= PROBLEM TO WORK ON =
Look through the material below. Return exactly the lines from the one with "if config.worker.jobs == Some(0)" through the one with "names must not", both included.

= RECORD EXTRACTS =
:::

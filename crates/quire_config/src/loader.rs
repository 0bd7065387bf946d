//! Configuration file loading and validation.

use crate::error::ConfigError;
use crate::types::{CompileConfig, ProjectConfig, TaskOverrides};
use quire_common::DependencySet;
use std::path::Path;

/// Name of the configuration file at the project root.
pub const CONFIG_FILE: &str = "quire.toml";

/// Loads and validates a `quire.toml` configuration from a project directory.
pub fn load_config(project_dir: &Path) -> Result<ProjectConfig, ConfigError> {
    let config_path = project_dir.join(CONFIG_FILE);
    let content = std::fs::read_to_string(&config_path)?;
    load_config_from_str(&content)
}

/// Parses and validates a `quire.toml` configuration from a string.
///
/// Useful for testing without filesystem dependencies.
pub fn load_config_from_str(content: &str) -> Result<ProjectConfig, ConfigError> {
    let config: ProjectConfig =
        toml::from_str(content).map_err(|e| ConfigError::ParseError(e.to_string()))?;
    validate_config(&config)?;
    Ok(config)
}

/// Validates that required fields are present and configuration values are consistent.
fn validate_config(config: &ProjectConfig) -> Result<(), ConfigError> {
    if config.project.name.is_empty() {
        return Err(ConfigError::MissingField("project.name".to_string()));
    }
    if config.worker.program.is_empty() {
        return Err(ConfigError::MissingField("worker.program".to_string()));
    }
    if config.worker.jobs == Some(0) {
        return Err(ConfigError::ValidationError(
            "worker.jobs must be at least 1".to_string(),
        ));
    }

    validate_compile("compile", &config.compile)?;
    for (name, overrides) in &config.tasks {
        if name.is_empty() {
            return Err(ConfigError::ValidationError(
                "task names must not be empty".to_string(),
            ));
        }
        validate_overrides(name, overrides, &config.compile)?;
    }
    Ok(())
}

fn validate_compile(section: &str, compile: &CompileConfig) -> Result<(), ConfigError> {
    for (field, value) in [
        ("source", &compile.source),
        ("output", &compile.output),
        ("source_extension", &compile.source_extension),
        ("output_extension", &compile.output_extension),
        ("compiler", &compile.compiler),
    ] {
        if value.trim().is_empty() {
            return Err(ConfigError::MissingField(format!("{section}.{field}")));
        }
    }
    if compile.source_extension == compile.output_extension {
        return Err(ConfigError::ValidationError(format!(
            "{section}: source and output extensions must differ (both '{}')",
            compile.source_extension
        )));
    }
    if compile.source == compile.output {
        return Err(ConfigError::ValidationError(format!(
            "{section}: source and output directories must differ (both '{}')",
            compile.source
        )));
    }
    DependencySet::parse_all(&compile.dependencies)
        .map_err(|e| ConfigError::ValidationError(format!("{section}.dependencies: {e}")))?;
    Ok(())
}

fn validate_overrides(
    name: &str,
    overrides: &TaskOverrides,
    base: &CompileConfig,
) -> Result<(), ConfigError> {
    let merged = crate::resolve::merge(base, overrides);
    validate_compile(&format!("tasks.{name}"), &merged)
}

#[cfg(test)]
mod tests {
    use super::*;

    #[test]
    fn parse_minimal_config() {
        let toml = r#"
[project]
name = "invoices"
"#;
        let config = load_config_from_str(toml).unwrap();
        assert_eq!(config.project.name, "invoices");
        assert_eq!(config.compile.source, "src/main/jasper");
        assert!(config.tasks.is_empty());
    }

    #[test]
    fn parse_full_config() {
        let toml = r#"
[project]
name = "invoices"
description = "Customer invoice layouts"

[compile]
source = "reports"
output = "target/reports"
validate_xml = false
keep_java_file = true
dependencies = ["net.sf.jasperreports:jasperreports:7.0.1", "net.sf.jasperreports:jasperreports-jdt:7.0.1"]

[worker]
program = "/opt/jdk/bin/java"
args = ["-Xmx512m", "-cp", "{classpath}", "quire.launcher.Main"]
repository = "/var/cache/m2"
jobs = 2
env = ["PATH"]

[tasks.legacy]
source = "legacy"
output = "target/legacy"
dependencies = ["net.sf.jasperreports:jasperreports:6.20.0"]
"#;
        let config = load_config_from_str(toml).unwrap();
        assert_eq!(config.project.description, "Customer invoice layouts");
        assert_eq!(config.compile.source, "reports");
        assert!(!config.compile.validate_xml);
        assert!(config.compile.keep_java_file);
        assert_eq!(config.compile.dependencies.len(), 2);
        assert_eq!(config.worker.jobs, Some(2));
        assert_eq!(config.worker.args[0], "-Xmx512m");
        assert!(config.tasks.contains_key("legacy"));
    }

    #[test]
    fn missing_name_errors() {
        let toml = r#"
[project]
name = ""
"#;
        let err = load_config_from_str(toml).unwrap_err();
        assert!(matches!(err, ConfigError::MissingField(_)));
    }

    #[test]
    fn invalid_toml_errors() {
        let err = load_config_from_str("this is not valid toml {{{}}}").unwrap_err();
        assert!(matches!(err, ConfigError::ParseError(_)));
    }

    #[test]
    fn same_extensions_rejected() {
        let toml = r#"
[project]
name = "x"

[compile]
output_extension = "jrxml"
"#;
        let err = load_config_from_str(toml).unwrap_err();
        assert!(matches!(err, ConfigError::ValidationError(_)));
    }

    #[test]
    fn malformed_dependency_rejected() {
        let toml = r#"
[project]
name = "x"

[tasks.broken]
dependencies = ["jasperreports-6.20.0"]
"#;
        let err = load_config_from_str(toml).unwrap_err();
        match err {
            ConfigError::ValidationError(msg) => assert!(msg.contains("tasks.broken")),
            other => panic!("expected ValidationError, got {other:?}"),
        }
    }

    #[test]
    fn zero_jobs_rejected() {
        let toml = r#"
[project]
name = "x"

[worker]
jobs = 0
"#;
        assert!(matches!(
            load_config_from_str(toml).unwrap_err(),
            ConfigError::ValidationError(_)
        ));
    }

    #[test]
    fn load_from_directory() {
        let dir = tempfile::tempdir().unwrap();
        std::fs::write(dir.path().join(CONFIG_FILE), "[project]\nname = \"disk\"\n").unwrap();
        let config = load_config(dir.path()).unwrap();
        assert_eq!(config.project.name, "disk");
    }

    #[test]
    fn io_error_from_nonexistent_dir() {
        let err = load_config(Path::new("/nonexistent/dir")).unwrap_err();
        assert!(matches!(err, ConfigError::IoError(_)));
    }
}
//! Version adapter for the report compiler library.
//!
//! The compiler lives in a foreign library whose entry points moved between
//! major versions. Instead of depending on any one version, this crate asks
//! an isolation boundary which symbols it can resolve and derives from the
//! answers the compiler class and configuration properties to use.
//!
//! Resolution is a fixed priority list of [`Symbol`] candidates, each coming
//! back as a [`Resolution`]. See [`plan_invocation`] for the full procedure.

#![warn(missing_docs)]

pub mod compiler;
pub mod error;
pub mod keys;
pub mod plan;
pub mod symbol;

pub use compiler::{fallback_identifier, CompilerResolver, LEGACY_JDT_COMPILER, RENAMED_JDT_COMPILER};
pub use error::{AdapterError, ProbeError};
pub use keys::{KeyRole, PropertyKey, PROPERTY_KEYS};
pub use plan::{plan_invocation, CompilerConfig, InvocationPlan};
pub use symbol::{Resolution, Symbol, SymbolProbe, SymbolTable};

:::

= TASK RESPONSE =
    if config.worker.jobs == Some(0) {
        return Err(ConfigError::ValidationError(
            "worker.jobs must be at least 1".to_string(),
        ));
    }

    validate_compile("compile", &config.compile)?;
    for (name, overrides) in &config.tasks {
        if name.is_empty() {
            return Err(ConfigError::ValidationError(
                "task names must not be empty".to_string(),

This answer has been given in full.